Ex Nihilo
One of the last times we visited my wife’s mother at the rest home, the old lady
reported she’d been robbed: “They stole my shoes. They stole my sweaters. They
stole my memories.”
At first we thought the octogenarian’s mind was just playing tricks on her. However,
an inventory of her apartment revealed that, while all the shoes were present,
several sweaters were indeed missing. So we decided to mount a security camera
above her door, to catch the thieves in the act.

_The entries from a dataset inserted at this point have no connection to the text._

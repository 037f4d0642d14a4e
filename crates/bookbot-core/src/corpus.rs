//! Input file discovery and whole-file reads.

use std::collections::BTreeSet;

use camino::{Utf8Path, Utf8PathBuf};
use tracing::warn;
use walkdir::WalkDir;

use crate::error::{AnalysisError, AnalysisResult};
use crate::stream::decode_lossy;

/// Expand command-line paths into the list of files to analyze.
///
/// Directories are walked recursively and every regular file beneath them
/// is included. Any other path is kept as given, so a missing file still
/// produces its own per-file error later on. The result is sorted and free
/// of duplicates.
#[tracing::instrument(skip(paths), fields(inputs = paths.len()))]
pub fn collect_files<P: AsRef<Utf8Path>>(paths: &[P]) -> Vec<Utf8PathBuf> {
    let mut files = BTreeSet::new();

    for path in paths {
        let path = path.as_ref();
        if !path.is_dir() {
            files.insert(path.to_path_buf());
            continue;
        }

        for entry in WalkDir::new(path).follow_links(false) {
            let entry = match entry {
                Ok(entry) => entry,
                Err(e) => {
                    warn!(%path, error = %e, "skipping unreadable directory entry");
                    continue;
                }
            };
            if !entry.file_type().is_file() {
                continue;
            }
            match Utf8PathBuf::from_path_buf(entry.into_path()) {
                Ok(file) => {
                    files.insert(file);
                }
                Err(raw) => warn!(path = %raw.display(), "skipping non-UTF-8 path"),
            }
        }
    }

    files.into_iter().collect()
}

/// Read a whole file as text, dropping invalid UTF-8 and folding `\r\n`
/// and bare `\r` line endings to `\n`.
///
/// # Errors
///
/// Returns [`AnalysisError::Io`] when the file cannot be read.
pub fn read_text(path: &Utf8Path) -> AnalysisResult<String> {
    let bytes = std::fs::read(path).map_err(|e| AnalysisError::io(path, e))?;
    let text = decode_lossy(&bytes);
    if text.contains('\r') {
        return Ok(text.replace("\r\n", "\n").replace('\r', "\n"));
    }
    Ok(text)
}

#[cfg(test)]
mod tests {
    use super::*;
    use std::fs;
    use tempfile::TempDir;

    fn root(tmp: &TempDir) -> Utf8PathBuf {
        Utf8PathBuf::try_from(tmp.path().to_path_buf()).unwrap()
    }

    #[test]
    fn walks_directories_recursively() {
        let tmp = TempDir::new().unwrap();
        let root = root(&tmp);
        fs::create_dir_all(root.join("part1/ch1")).unwrap();
        fs::write(root.join("b.txt"), "b").unwrap();
        fs::write(root.join("part1/a.txt"), "a").unwrap();
        fs::write(root.join("part1/ch1/c.txt"), "c").unwrap();

        let files = collect_files(&[root.clone()]);
        assert_eq!(
            files,
            vec![root.join("b.txt"), root.join("part1/a.txt"), root.join("part1/ch1/c.txt")]
        );
    }

    #[test]
    fn missing_paths_are_kept() {
        let tmp = TempDir::new().unwrap();
        let missing = root(&tmp).join("missing.txt");
        assert_eq!(collect_files(&[missing.clone()]), vec![missing]);
    }

    #[test]
    fn duplicates_are_removed_and_sorted() {
        let tmp = TempDir::new().unwrap();
        let root = root(&tmp);
        fs::write(root.join("z.txt"), "z").unwrap();
        fs::write(root.join("a.txt"), "a").unwrap();

        let files = collect_files(&[root.join("z.txt"), root.clone(), root.join("a.txt")]);
        assert_eq!(files, vec![root.join("a.txt"), root.join("z.txt")]);
    }

    #[test]
    fn empty_directory_yields_nothing() {
        let tmp = TempDir::new().unwrap();
        assert!(collect_files(&[root(&tmp)]).is_empty());
    }

    #[test]
    fn read_text_is_lossy() {
        let tmp = TempDir::new().unwrap();
        let path = root(&tmp).join("bad.txt");
        fs::write(&path, b"caf\xe9 ok").unwrap();
        assert_eq!(read_text(&path).unwrap(), "caf ok");
    }

    #[test]
    fn read_text_folds_crlf() {
        let tmp = TempDir::new().unwrap();
        let path = root(&tmp).join("dos.txt");
        fs::write(&path, "one.\r\ntwo.\rthree.\r").unwrap();
        assert_eq!(read_text(&path).unwrap(), "one.\ntwo.\nthree.\n");
    }

    #[test]
    fn read_text_missing_file_errors() {
        let tmp = TempDir::new().unwrap();
        assert!(read_text(&root(&tmp).join("nope.txt")).is_err());
    }
}
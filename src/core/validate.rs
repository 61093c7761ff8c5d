//! Input validation and normalisation: NIP, dates, currency, free text.
//!
//! Helpers return [`Issue`] so entity-level validators can accumulate all
//! findings before failing; `Issue` converts into a single-finding
//! [`Error`] for use with `?`.

use chrono::NaiveDate;

use super::error::{Error, Issue};

pub const MAX_NAME_LEN: usize = 255;
pub const MAX_UNIT_LEN: usize = 32;
pub const MAX_NOTES_LEN: usize = 2000;

impl From<Issue> for Error {
    fn from(issue: Issue) -> Self {
        Error::invalid(vec![issue])
    }
}

/// Strip every non-digit and require exactly 10 decimal digits.
/// `"PL 123-456-32-18"` normalises to `"1234563218"`. The checksum is not
/// verified, only the digit count.
pub fn normalize_nip(field: &str, input: &str) -> Result<String, Issue> {
    let digits: String = input.chars().filter(|c| c.is_ascii_digit()).collect();
    if digits.len() != 10 {
        return Err(Issue::new(field, "NIP must contain exactly 10 digits"));
    }
    Ok(digits)
}

/// Strict `YYYY-MM-DD` parse: exact shape first, then calendar validity.
pub fn parse_date(field: &str, value: &str) -> Result<NaiveDate, Issue> {
    let b = value.as_bytes();
    let shape_ok = b.len() == 10
        && b[4] == b'-'
        && b[7] == b'-'
        && b.iter()
            .enumerate()
            .all(|(i, c)| i == 4 || i == 7 || c.is_ascii_digit());
    if !shape_ok {
        return Err(Issue::new(field, "must be a YYYY-MM-DD date"));
    }

    let year: i32 = value[0..4].parse().unwrap();
    let month: u32 = value[5..7].parse().unwrap();
    let day: u32 = value[8..10].parse().unwrap();
    NaiveDate::from_ymd_opt(year, month, day)
        .ok_or_else(|| Issue::new(field, "is not a valid calendar date"))
}

/// Trim and require a non-empty value within `max_len` characters.
pub fn required_text(field: &str, value: &str, max_len: usize) -> Result<String, Issue> {
    let trimmed = value.trim();
    if trimmed.is_empty() {
        return Err(Issue::new(field, "must not be empty"));
    }
    if trimmed.chars().count() > max_len {
        return Err(Issue::new(
            field,
            format!("must not exceed {max_len} characters"),
        ));
    }
    Ok(trimmed.to_string())
}

/// Trim an optional value; empty collapses to `None`.
pub fn optional_text(
    field: &str,
    value: Option<&str>,
    max_len: usize,
) -> Result<Option<String>, Issue> {
    match value {
        None => Ok(None),
        Some(v) => {
            let trimmed = v.trim();
            if trimmed.is_empty() {
                return Ok(None);
            }
            if trimmed.chars().count() > max_len {
                return Err(Issue::new(
                    field,
                    format!("must not exceed {max_len} characters"),
                ));
            }
            Ok(Some(trimmed.to_string()))
        }
    }
}

/// Standard email shape: exactly one `@` with non-empty local and domain
/// parts, no surrounding whitespace inside.
pub fn validate_email(field: &str, value: &str) -> Result<String, Issue> {
    let trimmed = value.trim();
    let at_count = trimmed.chars().filter(|c| *c == '@').count();
    let parts: Vec<&str> = trimmed.splitn(2, '@').collect();
    if at_count != 1
        || parts.len() != 2
        || parts[0].is_empty()
        || parts[1].is_empty()
        || trimmed.chars().any(char::is_whitespace)
    {
        return Err(Issue::new(field, "is not a valid email address"));
    }
    Ok(trimmed.to_string())
}

/// Currency code: 3 to 8 characters, no whitespace. Not otherwise parsed.
pub fn validate_currency(field: &str, value: &str) -> Result<String, Issue> {
    let trimmed = value.trim();
    if trimmed.len() < 3 || trimmed.len() > 8 || trimmed.chars().any(char::is_whitespace) {
        return Err(Issue::new(
            field,
            "must be a 3-8 character code without whitespace",
        ));
    }
    Ok(trimmed.to_string())
}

But on our next visit, the camera was gone. My wife’s mother maintained it too
had been stolen. Eventually, she proclaimed, everything would be taken from her.
Resolved to get to the bottom of the mystery, we purchased another camera and
secreted it in a begonia my mother-in-law kept by the window. We could hardly
wait to examine the evidence when we returned the next morning. Only, my wife’s
mother wasn’t in her room. Nobody had seen her leave, and no visitors had
signed the logbook.
Luckily, our begonia-cam was still present, so we immediately hooked it up to
her television set. As playback began, my wife’s mother appeared napping in a chair.
Then — just like that — she vanished. When I turned to ask my wife if she had
witnessed the event, I found that she too had disappeared.
I never have determined if my wife was stolen or if the eradication of her mother
simply made it too hard for her to exist. Either way, I still have the begonia
and the second camera as evidence of her being.